Раф подумал о том, что его товарищи — в полном унынии. Один, чью речь он едва понимает, ловок и себялюбив, хуже всякой кошки, и Раф знал, что ненавидит его за расчетливость, ибо тот без зазрения совести бросит их обоих в любую минуту, которую сочтет подходящей. Второй же его товарищ, единственное на свете существо, которое его любит, становится все безумнее с каждым отвоеванным у смерти днем, и, следовательно, ответственность Рафа лишь возрастает. Ради этих двоих он должен ночь за ночью собирать в кулак свои убывающие силы и вступать в опасный, изматывающий бой, растрачивая остатки мужества и выдержки, покуда они не иссякнут; и тогда лис покинет их, и они с Шустриком либо умрут с голоду, либо, загнанные охотниками в угол, будут убиты. И лис, разумеется, прав, ибо, как ни крути, Раф не дикое животное и никоим образом не доказал того, что может сделаться таковым.
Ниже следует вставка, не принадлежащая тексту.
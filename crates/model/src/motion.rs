use chrono::{DateTime, Utc};
use schemars::JsonSchema;
use serde::{Deserialize, Serialize};

/// Transient view on the motion classifier, never persisted.
#[derive(Debug, Clone, Copy, PartialEq, Serialize, Deserialize, JsonSchema)]
#[serde(rename_all = "camelCase")]
pub struct MotionState {
    pub is_moving: bool,
    /// Trailing average of the GPS speed in meters per second.
    pub smoothed_speed: f64,
    pub last_update: DateTime<Utc>,
}
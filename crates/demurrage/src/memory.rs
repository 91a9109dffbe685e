//! A demurrage database kept in memory. Used by tests and by the tracker when
//! it runs without a server.

use std::{
    collections::BTreeMap,
    ops::{Deref, DerefMut},
    sync::Arc,
};

use async_trait::async_trait;
use chrono::{DateTime, Utc};
use itertools::Itertools;
use model::{
    company::Company,
    demurrage::{Week, WeeklyDemurrage},
    session::Session,
    stop_event::StopEvent,
    tracking::InvoiceFlags,
    user::{User, UserRole},
    vehicle::Vehicle,
    WithId,
};
use tokio::sync::{Mutex, MutexGuard, OwnedMutexGuard};
use utility::id::{HasId, Id};

use crate::database::{
    CompanyRepo, Database, DatabaseError, DatabaseTransaction, Result, SessionRepo,
    StopEventFilter, StopEventRepo, UserRepo, VehicleRepo, WeeklyDemurrageRepo,
};

#[derive(Debug, Clone, Default)]
pub struct MemoryState {
    companies: BTreeMap<i32, Company>,
    users: BTreeMap<i32, User>,
    sessions: BTreeMap<i32, Session>,
    vehicles: BTreeMap<i32, Vehicle>,
    stop_events: BTreeMap<i32, StopEvent>,
    weekly: BTreeMap<(i32, Week), WeeklyDemurrage>,
}

fn next_key<V>(map: &BTreeMap<i32, V>) -> i32 {
    map.keys().next_back().map_or(1, |key| key + 1)
}

fn insert<V>(map: &mut BTreeMap<i32, V>, value: V) -> WithId<V>
where
    V: HasId<IdType = i32> + Clone,
{
    let key = next_key(map);
    map.insert(key, value.clone());
    WithId::new(Id::new(key), value)
}

fn get<V>(map: &BTreeMap<i32, V>, id: &Id<V>) -> Result<WithId<V>>
where
    V: HasId<IdType = i32> + Clone,
{
    map.get(&id.raw())
        .cloned()
        .map(|value| WithId::new(*id, value))
        .ok_or(DatabaseError::NotFound)
}

fn replace<V>(map: &mut BTreeMap<i32, V>, value: WithId<V>) -> Result<WithId<V>>
where
    V: HasId<IdType = i32> + Clone,
{
    match map.get_mut(&value.id.raw()) {
        Some(stored) => {
            *stored = value.content.clone();
            Ok(value)
        }
        None => Err(DatabaseError::NotFound),
    }
}

impl MemoryState {
    fn open_event_key(&self, user_id: &Id<User>) -> Option<i32> {
        self.stop_events
            .iter()
            .find(|(_, event)| event.user_id == *user_id && event.is_open())
            .map(|(key, _)| *key)
    }
}

/// Either the shared state itself or the private copy of a transaction.
pub enum StateGuard<'a> {
    Locked(MutexGuard<'a, MemoryState>),
    Borrowed(&'a mut MemoryState),
}

impl Deref for StateGuard<'_> {
    type Target = MemoryState;

    fn deref(&self) -> &Self::Target {
        match self {
            StateGuard::Locked(guard) => guard,
            StateGuard::Borrowed(state) => state,
        }
    }
}

impl DerefMut for StateGuard<'_> {
    fn deref_mut(&mut self) -> &mut Self::Target {
        match self {
            StateGuard::Locked(guard) => guard,
            StateGuard::Borrowed(state) => state,
        }
    }
}
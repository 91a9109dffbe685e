use demurrage::database::DatabaseError;

pub mod company;
pub mod session;
pub mod stop_event;
pub mod user;
pub mod vehicle;
pub mod weekly;

pub(crate) fn convert_error(why: sqlx::Error) -> DatabaseError {
    match why {
        sqlx::Error::RowNotFound => DatabaseError::NotFound,
        sqlx::Error::Database(ref error) if error.is_unique_violation() => {
            DatabaseError::Conflict
        }
        sqlx::Error::Database(ref error) if error.is_foreign_key_violation() => {
            DatabaseError::NotFound
        }
        _ => DatabaseError::Other(Box::new(why)),
    }
}
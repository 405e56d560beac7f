//! Format constants and decoding limits.

/// Version written when a document does not declare one.
pub const DEFAULT_VERSION: &str = "1.0";

/// Registered media type for Collection+JSON documents.
pub const MEDIA_TYPE: &str = "application/vnd.collection+json";

/// Maximum accepted document text length in bytes (16 MiB).
pub const MAX_DOCUMENT_SIZE: usize = 16 * 1024 * 1024;

/// Top-level key of a full document.
pub const COLLECTION_KEY: &str = "collection";

/// Top-level key of a standalone write template.
pub const TEMPLATE_KEY: &str = "template";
И все же, хотя у Рафа никогда не было хозяина, он, в отличие от лиса, по своей природе нуждался в друзьях.
Исходившая от лиса вонь лишь усиливала голод Рафа и приводила его в дикое бешенство.
«И отчего я не утонул в баке? — подумал он. — Ведь именно этого хотели белохалатники, по крайней мере мне так кажется. А я подвел их. Теперь я ни честный пес, ни разбойник с большой дороги, как лис. Ох, лапа проклятая! Если дело так и дальше пойдет, скоро я не смогу даже в курятник проломиться. Оно, конечно, двое из нас могут попытаться сожрать этого гадского лиса. Есть, правда, еще кошки. Они бегают по фермерским дворам. В крайнем случае, можно сожрать кошку. Интересно, сумею ли я загрызть кошку, прежде чем поднимется шум?» Раф снова повернулся к Шустрику:
— Ты готов?
— Готов, — ответил тот с деланной беззаботностью. — Но отчего бы нам не обождать чуток? Понимаешь, на дома течет синий сон. Синий, глубокий сон. Это я зову его. Видишь ли… — Он осекся.
— Что-то я не понял. Ты хочешь сказать, что можешь…
— Звать-то? Ну да, я зову его морем. Лис рассказал мне. Синий, глубокий сон.
Плохо соображая от голода, Раф с иронией вспомнил убитого Шустриком человека и ту непонятную силу, которая исходила, казалось, из его головы.
— Слушай, Шустрик.
— Что?
— Ты и впрямь это можешь… ну, то есть изменять вещи и выворачивать их наизнанку? Неужели это правда? Ведь тот человек умер. Еще один случай заставил тебя считать, что именно ты убил его.
— Не знаю, Раф. Иногда я просто уверен, что все происходит помимо моей воли, но потом это ощущение исчезает, так что я даже не могу вспомнить, что чувствовал, когда чувствовал это. Полная путаница.